Count the lines in the following data that include "collect". Please write only the number.

GIVEN RECORDS Start Marker

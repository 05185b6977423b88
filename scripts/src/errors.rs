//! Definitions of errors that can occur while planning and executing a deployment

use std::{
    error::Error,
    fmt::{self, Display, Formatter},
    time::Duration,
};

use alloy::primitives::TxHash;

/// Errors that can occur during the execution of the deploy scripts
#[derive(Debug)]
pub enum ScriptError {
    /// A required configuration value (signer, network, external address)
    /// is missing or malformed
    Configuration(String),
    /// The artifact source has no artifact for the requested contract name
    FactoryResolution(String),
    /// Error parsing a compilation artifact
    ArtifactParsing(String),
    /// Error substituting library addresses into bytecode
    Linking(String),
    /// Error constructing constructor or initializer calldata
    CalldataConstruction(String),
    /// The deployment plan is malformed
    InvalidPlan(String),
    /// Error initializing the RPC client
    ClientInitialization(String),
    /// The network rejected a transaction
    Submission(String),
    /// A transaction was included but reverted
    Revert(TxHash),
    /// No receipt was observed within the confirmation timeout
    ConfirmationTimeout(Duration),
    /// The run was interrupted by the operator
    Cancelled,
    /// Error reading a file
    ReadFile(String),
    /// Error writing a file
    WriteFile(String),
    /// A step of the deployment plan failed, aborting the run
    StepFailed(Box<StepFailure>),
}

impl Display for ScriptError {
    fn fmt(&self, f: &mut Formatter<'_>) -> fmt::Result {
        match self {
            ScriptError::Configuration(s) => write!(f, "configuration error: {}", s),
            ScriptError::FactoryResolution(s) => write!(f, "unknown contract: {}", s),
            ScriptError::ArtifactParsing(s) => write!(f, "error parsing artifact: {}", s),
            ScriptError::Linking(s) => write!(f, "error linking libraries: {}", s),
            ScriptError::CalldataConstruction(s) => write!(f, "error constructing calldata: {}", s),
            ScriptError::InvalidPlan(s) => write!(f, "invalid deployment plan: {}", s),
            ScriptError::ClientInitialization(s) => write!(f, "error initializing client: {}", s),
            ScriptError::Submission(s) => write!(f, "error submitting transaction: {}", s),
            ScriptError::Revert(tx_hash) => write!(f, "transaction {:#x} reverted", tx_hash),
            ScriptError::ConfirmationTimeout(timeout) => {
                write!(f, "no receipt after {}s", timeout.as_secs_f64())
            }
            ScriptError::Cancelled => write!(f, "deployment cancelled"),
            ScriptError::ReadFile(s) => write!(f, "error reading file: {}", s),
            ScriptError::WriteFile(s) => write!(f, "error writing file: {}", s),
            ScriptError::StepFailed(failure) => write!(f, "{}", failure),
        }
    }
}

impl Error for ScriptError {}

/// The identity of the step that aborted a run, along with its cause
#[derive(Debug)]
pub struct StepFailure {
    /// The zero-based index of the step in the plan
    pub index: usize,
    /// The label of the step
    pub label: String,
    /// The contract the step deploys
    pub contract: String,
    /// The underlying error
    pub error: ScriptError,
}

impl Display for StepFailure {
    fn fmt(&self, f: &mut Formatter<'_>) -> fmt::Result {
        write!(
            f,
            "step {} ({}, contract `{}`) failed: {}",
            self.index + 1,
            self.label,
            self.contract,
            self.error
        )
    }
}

GIVEN RECORDS End Marker
GIVEN RECORDS Start Marker

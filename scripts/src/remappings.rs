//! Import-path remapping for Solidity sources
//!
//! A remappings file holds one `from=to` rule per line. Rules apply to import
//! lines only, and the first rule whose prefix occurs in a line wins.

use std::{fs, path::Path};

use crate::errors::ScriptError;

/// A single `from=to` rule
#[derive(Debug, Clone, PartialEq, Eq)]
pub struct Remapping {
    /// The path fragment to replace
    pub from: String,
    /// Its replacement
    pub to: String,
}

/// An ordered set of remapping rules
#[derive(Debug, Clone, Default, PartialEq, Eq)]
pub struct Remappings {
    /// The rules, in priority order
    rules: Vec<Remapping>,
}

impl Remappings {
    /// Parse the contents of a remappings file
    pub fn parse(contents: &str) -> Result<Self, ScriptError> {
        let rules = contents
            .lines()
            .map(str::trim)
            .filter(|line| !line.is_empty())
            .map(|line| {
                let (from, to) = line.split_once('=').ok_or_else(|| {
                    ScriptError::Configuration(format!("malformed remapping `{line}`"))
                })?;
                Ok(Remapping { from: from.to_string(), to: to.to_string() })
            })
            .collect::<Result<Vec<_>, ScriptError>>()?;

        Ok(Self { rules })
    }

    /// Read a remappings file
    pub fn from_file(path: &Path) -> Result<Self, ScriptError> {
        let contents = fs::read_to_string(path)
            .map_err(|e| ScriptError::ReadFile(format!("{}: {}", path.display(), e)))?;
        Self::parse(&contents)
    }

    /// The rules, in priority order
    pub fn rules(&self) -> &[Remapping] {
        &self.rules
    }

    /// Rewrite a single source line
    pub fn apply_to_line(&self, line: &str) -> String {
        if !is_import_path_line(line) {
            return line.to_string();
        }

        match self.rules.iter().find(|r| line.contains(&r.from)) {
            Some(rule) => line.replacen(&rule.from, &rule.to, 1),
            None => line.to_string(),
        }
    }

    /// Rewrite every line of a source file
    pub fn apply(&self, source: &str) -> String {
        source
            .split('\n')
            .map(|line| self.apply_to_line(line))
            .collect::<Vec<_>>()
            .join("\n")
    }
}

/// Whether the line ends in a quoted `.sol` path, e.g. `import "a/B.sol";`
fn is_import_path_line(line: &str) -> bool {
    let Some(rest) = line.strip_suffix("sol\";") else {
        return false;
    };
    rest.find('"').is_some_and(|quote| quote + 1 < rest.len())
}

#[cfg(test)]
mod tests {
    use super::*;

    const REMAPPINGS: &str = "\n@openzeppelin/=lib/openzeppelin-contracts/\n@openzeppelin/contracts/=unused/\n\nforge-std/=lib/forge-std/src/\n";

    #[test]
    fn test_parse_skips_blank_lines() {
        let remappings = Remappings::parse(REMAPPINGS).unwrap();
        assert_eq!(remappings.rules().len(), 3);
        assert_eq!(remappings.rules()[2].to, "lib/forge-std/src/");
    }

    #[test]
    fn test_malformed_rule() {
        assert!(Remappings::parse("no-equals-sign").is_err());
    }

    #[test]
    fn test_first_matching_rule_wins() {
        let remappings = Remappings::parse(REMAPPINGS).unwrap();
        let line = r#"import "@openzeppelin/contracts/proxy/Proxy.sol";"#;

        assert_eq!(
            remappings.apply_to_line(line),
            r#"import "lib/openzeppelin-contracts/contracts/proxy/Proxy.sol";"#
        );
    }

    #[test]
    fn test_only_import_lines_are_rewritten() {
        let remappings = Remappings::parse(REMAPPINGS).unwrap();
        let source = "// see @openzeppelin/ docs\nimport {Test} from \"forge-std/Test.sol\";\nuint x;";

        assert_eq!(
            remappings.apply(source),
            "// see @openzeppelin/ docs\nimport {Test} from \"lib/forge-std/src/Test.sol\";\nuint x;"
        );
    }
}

GIVEN RECORDS End Marker
GIVEN RECORDS Start Marker

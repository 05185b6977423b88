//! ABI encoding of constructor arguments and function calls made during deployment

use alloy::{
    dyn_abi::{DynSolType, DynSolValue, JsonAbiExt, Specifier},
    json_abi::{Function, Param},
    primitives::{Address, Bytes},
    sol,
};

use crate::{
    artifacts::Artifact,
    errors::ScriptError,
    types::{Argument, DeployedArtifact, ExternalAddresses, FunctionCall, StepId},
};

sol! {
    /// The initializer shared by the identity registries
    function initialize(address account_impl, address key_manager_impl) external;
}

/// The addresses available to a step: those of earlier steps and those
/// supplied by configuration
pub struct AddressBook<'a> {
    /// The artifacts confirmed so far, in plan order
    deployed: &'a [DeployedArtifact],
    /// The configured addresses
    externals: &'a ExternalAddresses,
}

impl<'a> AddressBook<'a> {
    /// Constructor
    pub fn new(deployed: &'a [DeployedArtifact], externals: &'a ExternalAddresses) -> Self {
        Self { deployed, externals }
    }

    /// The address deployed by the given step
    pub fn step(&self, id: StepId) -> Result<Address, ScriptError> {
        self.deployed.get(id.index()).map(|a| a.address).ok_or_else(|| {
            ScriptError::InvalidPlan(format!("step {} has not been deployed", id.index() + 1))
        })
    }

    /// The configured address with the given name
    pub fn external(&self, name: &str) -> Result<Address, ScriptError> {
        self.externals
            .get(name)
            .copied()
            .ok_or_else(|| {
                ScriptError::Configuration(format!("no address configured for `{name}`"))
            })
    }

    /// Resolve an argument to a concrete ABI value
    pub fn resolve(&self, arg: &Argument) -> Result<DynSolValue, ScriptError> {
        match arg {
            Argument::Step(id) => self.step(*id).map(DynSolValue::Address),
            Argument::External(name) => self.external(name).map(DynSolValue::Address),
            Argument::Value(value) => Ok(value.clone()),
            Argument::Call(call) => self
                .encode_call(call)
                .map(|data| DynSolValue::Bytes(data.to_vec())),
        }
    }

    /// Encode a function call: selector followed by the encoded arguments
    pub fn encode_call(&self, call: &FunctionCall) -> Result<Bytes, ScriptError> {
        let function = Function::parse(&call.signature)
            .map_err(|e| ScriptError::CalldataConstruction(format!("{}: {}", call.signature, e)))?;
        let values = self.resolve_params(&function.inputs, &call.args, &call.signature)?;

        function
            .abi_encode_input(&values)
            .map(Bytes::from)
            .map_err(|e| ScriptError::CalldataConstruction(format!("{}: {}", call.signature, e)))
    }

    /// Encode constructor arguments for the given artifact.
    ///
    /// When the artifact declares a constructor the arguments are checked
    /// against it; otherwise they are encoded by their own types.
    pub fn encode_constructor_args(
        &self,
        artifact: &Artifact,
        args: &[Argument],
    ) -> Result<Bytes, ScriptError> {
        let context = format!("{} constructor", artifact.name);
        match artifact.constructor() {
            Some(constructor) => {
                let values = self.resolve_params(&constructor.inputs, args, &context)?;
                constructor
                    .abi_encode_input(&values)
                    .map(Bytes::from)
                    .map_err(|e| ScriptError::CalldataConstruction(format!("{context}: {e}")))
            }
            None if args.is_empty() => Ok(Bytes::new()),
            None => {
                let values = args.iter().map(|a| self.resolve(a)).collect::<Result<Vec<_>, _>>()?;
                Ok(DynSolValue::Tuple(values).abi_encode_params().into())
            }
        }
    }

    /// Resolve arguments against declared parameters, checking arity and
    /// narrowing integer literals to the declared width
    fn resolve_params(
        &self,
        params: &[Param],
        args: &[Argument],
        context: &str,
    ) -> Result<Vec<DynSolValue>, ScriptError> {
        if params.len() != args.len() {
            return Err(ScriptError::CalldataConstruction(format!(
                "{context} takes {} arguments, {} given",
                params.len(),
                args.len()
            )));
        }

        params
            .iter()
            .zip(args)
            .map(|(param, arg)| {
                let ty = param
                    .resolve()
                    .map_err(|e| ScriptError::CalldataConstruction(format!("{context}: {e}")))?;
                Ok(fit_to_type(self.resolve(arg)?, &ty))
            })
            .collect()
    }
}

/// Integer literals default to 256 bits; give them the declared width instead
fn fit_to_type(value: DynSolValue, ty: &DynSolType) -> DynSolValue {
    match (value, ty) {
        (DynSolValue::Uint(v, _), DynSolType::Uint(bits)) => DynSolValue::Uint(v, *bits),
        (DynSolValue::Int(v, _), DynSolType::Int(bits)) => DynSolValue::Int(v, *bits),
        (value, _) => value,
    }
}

GIVEN RECORDS End Marker

**COMPLETED TASK**
4